Exercise material -
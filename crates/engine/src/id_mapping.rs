//! Local element handle ↔ CX `@id` mapping, kept in the `cx.id` column of a
//! network's hidden node and edge tables.

use tracing::debug;

use cxsync_core::{ColumnType, ElementHandle, ElementKind, ExternalAspectId, FieldValue, columns};
use cxsync_storage::{AttributeStore, StorageError, TableRef};

/// Stores `handle ↔ external_id`, replacing any earlier id of the handle.
/// Another element of the same kind holding `external_id` loses it.
pub fn record_mapping<S: AttributeStore + ?Sized>(
    store: &mut S,
    network: ElementHandle,
    kind: ElementKind,
    handle: ElementHandle,
    external_id: ExternalAspectId,
) -> Result<(), StorageError> {
    let table = TableRef::elements(network, kind);
    store.get_or_create_column(table, columns::CX_ID, ColumnType::Integer)?;
    let holders: Vec<ElementHandle> = mappings(&*store, network, kind)?
        .into_iter()
        .filter(|(other, id)| *id == external_id && *other != handle)
        .map(|(other, _)| other)
        .collect();
    for other in holders {
        debug!(network = %network, element = %other, id = %external_id, "external id moved to another element");
        store.set(table, other, columns::CX_ID, FieldValue::Null)?;
    }
    store.set(table, handle, columns::CX_ID, FieldValue::Integer(external_id.get()))
}

/// [`record_mapping`] for an `external_id` no element of the kind holds yet.
pub(crate) fn record_unused_mapping<S: AttributeStore + ?Sized>(
    store: &mut S,
    network: ElementHandle,
    kind: ElementKind,
    handle: ElementHandle,
    external_id: ExternalAspectId,
) -> Result<(), StorageError> {
    let table = TableRef::elements(network, kind);
    store.get_or_create_column(table, columns::CX_ID, ColumnType::Integer)?;
    store.set(table, handle, columns::CX_ID, FieldValue::Integer(external_id.get()))
}

pub fn lookup_external_id<S: AttributeStore + ?Sized>(
    store: &S,
    network: ElementHandle,
    kind: ElementKind,
    handle: ElementHandle,
) -> Result<Option<ExternalAspectId>, StorageError> {
    let table = TableRef::elements(network, kind);
    if store.column(table, columns::CX_ID)?.is_none() {
        return Ok(None);
    }
    let value = store.get(table, handle, columns::CX_ID, ColumnType::Integer)?;
    Ok(value
        .and_then(|v| v.as_integer())
        .map(ExternalAspectId::new))
}

/// Linear scan over the mapping column.
pub fn lookup_by_external_id<S: AttributeStore + ?Sized>(
    store: &S,
    network: ElementHandle,
    kind: ElementKind,
    external_id: ExternalAspectId,
) -> Result<Option<ElementHandle>, StorageError> {
    Ok(mappings(store, network, kind)?
        .into_iter()
        .find(|(_, id)| *id == external_id)
        .map(|(handle, _)| handle))
}

/// Every mapped element of one kind, in handle order.
pub fn mappings<S: AttributeStore + ?Sized>(
    store: &S,
    network: ElementHandle,
    kind: ElementKind,
) -> Result<Vec<(ElementHandle, ExternalAspectId)>, StorageError> {
    let table = TableRef::elements(network, kind);
    if store.column(table, columns::CX_ID)?.is_none() {
        return Ok(Vec::new());
    }
    Ok(store
        .scan(table, columns::CX_ID)?
        .into_iter()
        .filter_map(|(handle, value)| value.as_integer().map(|id| (handle, ExternalAspectId::new(id))))
        .collect())
}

Exercise prompt -
Whenever a line of the data includes "Option", copy that line.

Answer space -
) -> Result<Option<ExternalAspectId>, StorageError> {
) -> Result<Option<ElementHandle>, StorageError> {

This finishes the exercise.